Your goal: Starting at the first line of the data below, write out each line exactly until you reach the line containing "impl DerefMut for ClassyObject", and include that line too.

Supplied records:
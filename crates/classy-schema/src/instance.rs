//! # Typed Instances
//!
//! Instances of object-shaped classes are [`ClassyObject`]s and dereference
//! to their [`AttrMap`]; instances of array-shaped classes are
//! [`ClassyArray`]s and dereference to their `Vec<Item>`. Both remember the
//! class they were built from, and both serialize as their contents only.
//!
//! The [`Classy`] trait lets a user newtype wrap an instance and add its own
//! methods over the loaded data.

use std::ops::{Deref, DerefMut};

use serde::ser::{Serialize, Serializer};
use serde_json::Value;

use classy_core::{ClassyError, ValueKind};

use crate::attrmap::AttrMap;
use crate::class::ClassDef;
use crate::item::{serialize_items, Item};

/// An instance of an object-shaped class.
#[derive(Debug, Clone, PartialEq)]
pub struct ClassyObject {
    class: &'static ClassDef,
    fields: AttrMap,
}

impl ClassyObject {
    pub(crate) fn from_parts(class: &'static ClassDef, fields: AttrMap) -> Self {
        Self { class, fields }
    }

    /// The class this instance was built from.
    pub fn class(&self) -> &'static ClassDef {
        self.class
    }

    pub fn fields(&self) -> &AttrMap {
        &self.fields
    }

    pub fn fields_mut(&mut self) -> &mut AttrMap {
        &mut self.fields
    }

    pub fn into_fields(self) -> AttrMap {
        self.fields
    }

    pub fn to_value(&self) -> Value {
        self.fields.to_value()
    }
}

impl Deref for ClassyObject {
    type Target = AttrMap;

    fn deref(&self) -> &AttrMap {
        &self.fields
    }
}

impl DerefMut for ClassyObject {
    fn deref_mut(&mut self) -> &mut AttrMap {
        &mut self.fields
    }
}

impl PartialEq<Value> for ClassyObject {
    fn eq(&self, other: &Value) -> bool {
        self.to_value() == *other
    }
}

impl Serialize for ClassyObject {
    fn serialize<S: Serializer>(&self, serializer: S) -> Result<S::Ok, S::Error> {
        self.fields.serialize(serializer)
    }
}

/// An instance of an array-shaped class.
#[derive(Debug, Clone, PartialEq)]
pub struct ClassyArray {
    class: &'static ClassDef,
    items: Vec<Item>,
}

impl ClassyArray {
    pub(crate) fn from_parts(class: &'static ClassDef, items: Vec<Item>) -> Self {
        Self { class, items }
    }

    /// The class this instance was built from.
    pub fn class(&self) -> &'static ClassDef {
        self.class
    }

    pub fn items(&self) -> &[Item] {
        &self.items
    }

    pub fn into_items(self) -> Vec<Item> {
        self.items
    }

    pub fn to_value(&self) -> Value {
        Value::Array(self.items.iter().map(Item::to_value).collect())
    }
}

impl Deref for ClassyArray {
    type Target = Vec<Item>;

    fn deref(&self) -> &Vec<Item> {
        &self.items
    }
}

impl DerefMut for ClassyArray {
    fn deref_mut(&mut self) -> &mut Vec<Item> {
        &mut self.items
    }
}

impl PartialEq<Value> for ClassyArray {
    fn eq(&self, other: &Value) -> bool {
        self.to_value() == *other
    }
}

impl Serialize for ClassyArray {
    fn serialize<S: Serializer>(&self, serializer: S) -> Result<S::Ok, S::Error> {
        serialize_items(&self.items, serializer)
    }
}

/// An instance of any class.
#[derive(Debug, Clone, PartialEq)]
pub enum Instance {
    Object(ClassyObject),
    Array(ClassyArray),
}

impl Instance {
    /// The class this instance was built from.
    pub fn class(&self) -> &'static ClassDef {
        match self {
            Self::Object(obj) => obj.class(),
            Self::Array(arr) => arr.class(),
        }
    }

    pub fn as_object(&self) -> Option<&ClassyObject> {
        match self {
            Self::Object(obj) => Some(obj),
            Self::Array(_) => None,
        }
    }

    pub fn as_object_mut(&mut self) -> Option<&mut ClassyObject> {
        match self {
            Self::Object(obj) => Some(obj),
            Self::Array(_) => None,
        }
    }

    pub fn as_array(&self) -> Option<&ClassyArray> {
        match self {
            Self::Array(arr) => Some(arr),
            Self::Object(_) => None,
        }
    }

    pub fn as_array_mut(&mut self) -> Option<&mut ClassyArray> {
        match self {
            Self::Array(arr) => Some(arr),
            Self::Object(_) => None,
        }
    }

    /// Unwrap an object instance.
    ///
    /// # Errors
    ///
    /// Returns `ClassyError::TypeMismatch` for array instances.
    pub fn into_object(self) -> Result<ClassyObject, ClassyError> {
        match self {
            Self::Object(obj) => Ok(obj),
            Self::Array(_) => Err(ClassyError::TypeMismatch {
                expected: "object".to_string(),
                actual: ValueKind::Sequence,
            }),
        }
    }

    /// Unwrap an array instance.
    ///
    /// # Errors
    ///
    /// Returns `ClassyError::TypeMismatch` for object instances.
    pub fn into_array(self) -> Result<ClassyArray, ClassyError> {
        match self {
            Self::Array(arr) => Ok(arr),
            Self::Object(_) => Err(ClassyError::TypeMismatch {
                expected: "array".to_string(),
                actual: ValueKind::Mapping,
            }),
        }
    }

    /// Look up a field of an object instance.
    pub fn attr(&self, key: &str) -> Result<&Item, ClassyError> {
        match self {
            Self::Object(obj) => obj.attr(key),
            Self::Array(_) => Err(ClassyError::TypeMismatch {
                expected: "object".to_string(),
                actual: ValueKind::Sequence,
            }),
        }
    }

    /// Look up a position of an array instance.
    pub fn at(&self, index: usize) -> Result<&Item, ClassyError> {
        match self {
            Self::Array(arr) => arr.get(index).ok_or(ClassyError::IndexOutOfRange {
                index,
                len: arr.len(),
            }),
            Self::Object(_) => Err(ClassyError::TypeMismatch {
                expected: "array".to_string(),
                actual: ValueKind::Mapping,
            }),
        }
    }

    pub fn to_value(&self) -> Value {
        match self {
            Self::Object(obj) => obj.to_value(),
            Self::Array(arr) => arr.to_value(),
        }
    }
}

impl PartialEq<Value> for Instance {
    fn eq(&self, other: &Value) -> bool {
        self.to_value() == *other
    }
}

impl Serialize for Instance {
    fn serialize<S: Serializer>(&self, serializer: S) -> Result<S::Ok, S::Error> {
        match self {
            Self::Object(obj) => obj.serialize(serializer),
            Self::Array(arr) => arr.serialize(serializer),
        }
    }
}

/// A user type backed by a class instance.
///
/// ```
/// use classy_core::ClassyError;
/// use classy_schema::{ClassDef, Classy, ClassyObject, Instance, Schema};
///
/// fn planet_schema() -> Result<Schema, ClassyError> {
///     Ok(Schema::object()
///         .property("age", Schema::number())
///         .property("population", Schema::number()))
/// }
///
/// static PLANET: ClassDef = ClassDef::object("Planet", planet_schema);
///
/// struct Planet(ClassyObject);
///
/// impl Classy for Planet {
///     fn class() -> &'static ClassDef {
///         &PLANET
///     }
///
///     fn from_instance(instance: Instance) -> Result<Self, ClassyError> {
///         instance.into_object().map(Planet)
///     }
/// }
///
/// impl Planet {
///     fn combined_age_population(&self) -> f64 {
///         let age = self.0.get("age").and_then(|i| i.as_f64()).unwrap_or(f64::NAN);
///         let pop = self.0.get("population").and_then(|i| i.as_f64()).unwrap_or(f64::NAN);
///         age * pop
///     }
/// }
///
/// let planet = Planet::from_value(serde_json::json!({"age": 2, "population": 3})).unwrap();
/// assert_eq!(planet.combined_age_population(), 6.0);
/// ```
pub trait Classy: Sized {
    /// The class backing this type.
    fn class() -> &'static ClassDef;

    /// Wrap a constructed instance.
    fn from_instance(instance: Instance) -> Result<Self, ClassyError>;

    /// Construct from a raw value with full validation.
    fn from_value(value: Value) -> Result<Self, ClassyError> {
        Self::from_instance(Self::class().construct(value, true)?)
    }
}

#[cfg(test)]
mod tests {
    use super::*;
    use crate::fragment::Schema;
    use serde_json::json;

    fn row_schema() -> Result<Schema, ClassyError> {
        Ok(Schema::object().property("id", Schema::integer()))
    }

    static ROW: ClassDef = ClassDef::object("Row", row_schema);

    fn rows_schema() -> Result<Schema, ClassyError> {
        Ok(Schema::array().items(&ROW))
    }

    static ROWS: ClassDef = ClassDef::array("Rows", rows_schema);

    #[test]
    fn test_object_derefs_to_attrmap() {
        let mut row = ROW.load(json!({"id": 7})).unwrap().into_object().unwrap();
        assert_eq!(row.attr("id").unwrap().as_i64(), Some(7));
        row.insert("note", "added");
        assert_eq!(row.len(), 2);
        assert_eq!(row.class().name(), "Row");
    }

    #[test]
    fn test_array_derefs_to_vec() {
        let mut rows = ROWS.load(json!([{"id": 1}, {"id": 2}])).unwrap().into_array().unwrap();
        assert_eq!(rows.len(), 2);
        assert!(matches!(rows[0], Item::Object(_)));
        rows.push(Item::from(json!({"id": 3})));
        assert_eq!(rows, json!([{"id": 1}, {"id": 2}, {"id": 3}]));
    }

    #[test]
    fn test_serialize_contents_only() {
        let rows = ROWS.load(json!([{"id": 1}])).unwrap();
        assert_eq!(serde_json::to_string(&rows).unwrap(), r#"[{"id":1}]"#);
    }

    #[test]
    fn test_into_wrong_shape_fails() {
        let row = ROW.load(json!({})).unwrap();
        assert!(matches!(row.clone().into_array(), Err(ClassyError::TypeMismatch { .. })));
        assert!(matches!(row.at(0), Err(ClassyError::TypeMismatch { .. })));
        let rows = ROWS.load(json!([])).unwrap();
        assert!(matches!(rows.attr("id"), Err(ClassyError::TypeMismatch { .. })));
        assert!(matches!(rows.at(0), Err(ClassyError::IndexOutOfRange { index: 0, len: 0 })));
    }

    #[test]
    fn test_instance_equals_its_input() {
        let data = json!({"id": 3});
        assert_eq!(ROW.load(data.clone()).unwrap(), data);
    }
}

Reply:
filename crates/classy-schema/src/instance.rs
//! # Typed Instances
//!
//! Instances of object-shaped classes are [`ClassyObject`]s and dereference
//! to their [`AttrMap`]; instances of array-shaped classes are
//! [`ClassyArray`]s and dereference to their `Vec<Item>`. Both remember the
//! class they were built from, and both serialize as their contents only.
//!
//! The [`Classy`] trait lets a user newtype wrap an instance and add its own
//! methods over the loaded data.

use std::ops::{Deref, DerefMut};

use serde::ser::{Serialize, Serializer};
use serde_json::Value;

use classy_core::{ClassyError, ValueKind};

use crate::attrmap::AttrMap;
use crate::class::ClassDef;
use crate::item::{serialize_items, Item};

/// An instance of an object-shaped class.
#[derive(Debug, Clone, PartialEq)]
pub struct ClassyObject {
    class: &'static ClassDef,
    fields: AttrMap,
}

impl ClassyObject {
    pub(crate) fn from_parts(class: &'static ClassDef, fields: AttrMap) -> Self {
        Self { class, fields }
    }

    /// The class this instance was built from.
    pub fn class(&self) -> &'static ClassDef {
        self.class
    }

    pub fn fields(&self) -> &AttrMap {
        &self.fields
    }

    pub fn fields_mut(&mut self) -> &mut AttrMap {
        &mut self.fields
    }

    pub fn into_fields(self) -> AttrMap {
        self.fields
    }

    pub fn to_value(&self) -> Value {
        self.fields.to_value()
    }
}

impl Deref for ClassyObject {
    type Target = AttrMap;

    fn deref(&self) -> &AttrMap {
        &self.fields
    }
}

impl DerefMut for ClassyObject {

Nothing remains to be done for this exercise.